# Egypt in the 60's



## hurghadapat (Mar 26, 2010)

Note how clean it was and also most ladies in western style clothes.


----------



## ahmednabil (Oct 28, 2009)

What happened to Egyptians and why ?


----------



## Eco-Mariner (Jan 26, 2011)

.... population doubled. 

This was the end of colonial civilised society and the beginning of military dictatorship coupled with an Islamic revival which was a cocktail for rebellion.

The only positive was the influx of foreign currency from tourism and trade through the Suez canal feeding the millions and subsidising basic services that Egyptians took for granted. Infrastructure was already in place but the administrations that followed never maintained them with this income, leading to corruption, degradation and ghettos.


----------



## canuck2010 (Jan 13, 2010)

I looked it up, the population actually tripled. There were just over 25 million in 1960...now there are 90 million, still growing at almost 2 million per year.


----------



## Eco-Mariner (Jan 26, 2011)

... and education became less important except for the elite and religious factions. Survival became more important than progress which led to many Egyptians leaving to work abroad. Those ex-pats feeding families and MB organisations while the unfortunates "swarmed" around leaders who had their own motives for power.

As the military grew with UN and US support, it became the largest business sector, dominating people's lives. International trade and NGO's were harnessed as to profit elitists under the NDP which was seen as the problem leading to today's unrest and lack of interest in public hygiene and standards. The latest Morsi-MB fiasco was a repeat of the Mubarak regime.

Egypt deserves better than this.

Eco-Mariner


----------



## cairo tiger (Mar 16, 2013)

canuck2010 said:


> I looked it up, the population actually tripled. There were just over 25 million in 1960...now there are 90 million, still growing at almost 2 million per year.

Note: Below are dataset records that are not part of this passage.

use std::collections::{BTreeSet, HashMap, HashSet};

use petgraph::algo::tarjan_scc;
use petgraph::graph::{DiGraph, NodeIndex};
use tracing::debug;

use troupe_core::error::{Result, TroupeError};
use troupe_core::types::{Task, TaskStatus};

use super::result::{TaskOutcome, TaskResult, CONTEXT_DIVIDER};

#[derive(Debug, Clone)]
struct Entry {
    task: Task,
    status: TaskStatus,
    result: Option<TaskResult>,
}

/// Tasks in insertion order plus their dependency edges and results.
#[derive(Debug, Clone, Default)]
pub struct TaskGraph {
    entries: Vec<Entry>,
    index: HashMap<String, usize>,
}
use std::fmt::Write;

use troupe_core::types::{AgentProfile, ChatMessage, Task};

/// Opening conversation for an agent working on `task`.
pub fn task_messages(agent: &AgentProfile, task: &Task, context: &str) -> Vec<ChatMessage> {
    let mut body = format!("Current task: {}", task.description);
    if !task.expected_output.is_empty() {
        let _ = write!(
            body,
            "\n\nExpected criteria for your final answer: {}",
            task.expected_output
        );
    }
    if !context.is_empty() {
        let _ = write!(body, "\n\nContext from previous tasks:\n{}", context);
    }

    vec![
        ChatMessage::system(agent.system_prompt()),
        ChatMessage::user(body),
    ]
}

/// Opening conversation for the manager of a hierarchical run.
pub fn manager_messages(
    manager: &AgentProfile,
    tasks: &[&Task],
    workers: &[&AgentProfile],
) -> Vec<ChatMessage> {
    let mut body = String::from("You manage a crew. These tasks must be completed:\n");
    for task in tasks {
        let _ = write!(body, "\n- {}: {}", task.name, task.description);
        if !task.expected_output.is_empty() {
            let _ = write!(body, " (expected: {})", task.expected_output);
        }
        if !task.context_tasks.is_empty() {
            let _ = write!(body, " [needs: {}]", task.context_tasks.join(", "));
        }
    }

    body.push_str("\n\nAgents you can delegate to:\n");
    for worker in workers {
        let _ = write!(body, "\n- {}", worker.name);
        if !worker.role.is_empty() {
            let _ = write!(body, ": {}", worker.role);
        }
        if !worker.goal.is_empty() {
            let _ = write!(body, " (goal: {})", worker.goal);
        }
    }

    body.push_str(
        "\n\nReply with a single JSON object and nothing else.\n\
         To answer every task yourself: {\"answer\": \"<final answer>\"}\n\
         To delegate: {\"delegations\": [{\"task\": \"<task>\", \"agent\": \"<agent>\"}], \
         \"independent\": <true if the tasks can run at the same time>}\n\
         Every task must appear exactly once in the delegations.",
    );

    vec![
        ChatMessage::system(manager.system_prompt()),
        ChatMessage::user(body),
    ]
}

And the population is going to double again in the next 35 years.


----------



## Lanason (Sep 1, 2009)

Read Dan Brown inferno


----------



## ahmednabil (Oct 28, 2009)

Lanason said:


> Read Dan Brown inferno


What is in "Inferno" ?


----------



## MaidenScotland (Jun 6, 2009)

ahmednabil said:


> What is in "Inferno" ?


Inferno is a novel written by Dan Brown


----------